The court’s 4-3 decision upholds a Monroe County judge’s ruling that the sentence constituted cruel and unusual punishment under both the Georgia and U.S. constitutions.
The majority opinion said the sentence appeared to be "grossly disproportionate" to the crime and noted that it was out of step with current law.
Wilson was expected to be released Friday afternoon from Al Burruss Correctional Training Facility in Monroe County, according to his lawyer.
This decision is long overdue, considering the facts of the "crime" of which Wilson was convicted.
More:
"Although society has a significant interest in protecting children from premature sexual activity, we must acknowledge that Wilson’s crime does not rise to the level of culpability of adults who prey on children …" wrote Supreme Court Justice Leah Ward Sears in the majority opinion.

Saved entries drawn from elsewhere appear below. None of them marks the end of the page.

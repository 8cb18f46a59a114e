//! Banded peak extraction from a magnitude spectrogram

use crate::config::EngineConfig;

/// A significant point in the spectrogram.
#[derive(Debug, Clone, Copy, PartialEq)]
pub struct Peak {
    /// Frequency in Hz.
    pub freq_hz: f64,
    /// Offset from the start of the source, in seconds.
    pub time_sec: f64,
}

/// Extract per-band maxima that rise above the frame's average band
/// energy.
///
/// For every frame the strongest bin of each configured band is
/// collected, then only bands strictly above the mean of those maxima
/// emit a peak. Bands at or below the mean are dropped, which keeps
/// roughly the upper half of band energies and suppresses silent frames
/// entirely.
pub fn extract_peaks(
    spectrogram: &[Vec<f64>],
    audio_duration_sec: f64,
    sample_rate: u32,
    config: &EngineConfig,
) -> Vec<Peak> {
    if spectrogram.is_empty() {
        return Vec::new();
    }

    let freq_resolution = config.freq_resolution(sample_rate);
    let frame_duration = audio_duration_sec / spectrogram.len() as f64;
    let half_window = config.window_size / 2;

    let mut peaks = Vec::new();
    for (frame_idx, frame) in spectrogram.iter().enumerate() {
        // (magnitude, bin) of the strongest bin per band
        let mut band_maxima: Vec<(f64, usize)> = Vec::with_capacity(config.freq_bands.len());

        for &(lo, hi) in &config.freq_bands {
            let hi = hi.min(half_window).min(frame.len());
            if lo >= hi {
                continue;
            }

            let mut best_mag = 0.0;
            let mut best_idx = 0;
            for idx in lo..hi {
                if frame[idx] > best_mag {
                    best_mag = frame[idx];
                    best_idx = idx;
                }
            }
            band_maxima.push((best_mag, best_idx));
        }

        if band_maxima.is_empty() {
            continue;
        }

        let avg: f64 =
            band_maxima.iter().map(|(mag, _)| mag).sum::<f64>() / band_maxima.len() as f64;

        for &(mag, idx) in &band_maxima {
            if mag > avg {
                peaks.push(Peak {
                    time_sec: frame_idx as f64 * frame_duration,
                    freq_hz: idx as f64 * freq_resolution,
                });
            }
        }
    }

    peaks
}
//! Engine error types
//!
//! Every failure surfaces as a structured value with a stable kind string
//! and a human-readable message.

use thiserror::Error;

/// Errors produced by the fingerprinting engine.
#[derive(Debug, Error)]
pub enum EngineError {
    /// Unreadable file, unsupported format, or zero-length audio.
    #[error("input error: {0}")]
    Input(String),

    /// A configuration value violates its documented constraints.
    #[error("config error: {0}")]
    Config(String),

    /// Failure of the fingerprint store.
    #[error("store error: {0}")]
    Store(#[from] StoreError),

    /// The transcoder subprocess could not be spawned or exited nonzero.
    #[error("transcode error: {0}")]
    Transcode(String),

    /// The operation was cancelled by the caller.
    #[error("operation cancelled")]
    Cancelled,
}

impl EngineError {
    /// Stable machine-readable error kind.
    pub fn kind(&self) -> &'static str {
        match self {
            EngineError::Input(_) => "input",
            EngineError::Config(_) => "config",
            EngineError::Store(_) => "store",
            EngineError::Transcode(_) => "transcode",
            EngineError::Cancelled => "cancelled",
        }
    }
}

/// Errors produced by store adapters.
#[derive(Debug, Error)]
pub enum StoreError {
    /// A work with the same dedup key is already registered.
    #[error("duplicate work: {0}")]
    Duplicate(String),

    /// Any I/O or backend failure.
    #[error("store i/o failure: {0}")]
    Io(String),
}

She said that "for the law to punish Wilson as it would an adult, with the extraordinarily harsh punishment of 10 years in prison without the possibility of probation or parole, appears to be grossly disproportionate to his crime."
Also true. But are there other facts to consider about Wilson’s case?
Actually, yes. What most major media and blogs no longer discuss is that Wilson videotaped himself having sex with another, older girl that night, a girl who was probably under the influence of drugs and woke up claiming that Wilson had raped her.
Wilson was acquitted of this charge but given a severe sentence with regard to the underage girl. Legally this was based on Georgia’s "aggravated" child molestation law, aggravated in this case meaning oral sex. Why Wilson was charged with this harsh, felony violation rather than a more appropriate misdemeanor is a mystery. Many have conjectured that it was because Wilson is black, although I think it likely that prosecutors considered the other girl’s case, the video tape, and the drugs/alcohol involved when making their decision.
Wilson was convicted, sentenced to 10 years without possibility of parole, and locked up. The irony, which most of us know well, is that if Wilson had had intercourse with the girl he’d have been sentenced to no more than 1 year.
That’s retarted, of course.
Last year Wilson won an appeal that should have freed him but Attorney General Thurbert Baker elected to appeal that ruling, setting the stage for the state Supreme Court to act today.
Baker said:
he will "respectfully acknowledge" the state Supreme Court’s decision.
"I hope the court’s decision will also put an end to this issue as a matter of contention in the hearts and minds of concerned Georgians and others across the country who have taken such a strong interest in the case."
That’s one way of putting it.
Another is that the decisions made by prosecutors in the case were highly questionable at best. By electing to go after Wilson the state made a joke of itself and the American legal system, something that’s not easy to do these days, and by failing to back off of the case when Wilson’s release became all but inevitable just made the problem that much worse.
The irony is that Wilson is anything a poster child for African-American males’ problems with the legal system, despite how he’s consistently portrayed. Yes, he was punished too harshly. No, he was not innocent. Hardly that, considering the contents of the infamous video tape.
Seems like everything except justice was served in this case.
One last question remains: Given that the state Supreme Court was restricting its examination to the child molestation conviction, why did 3 justices vote to uphold Wilson’s conviction?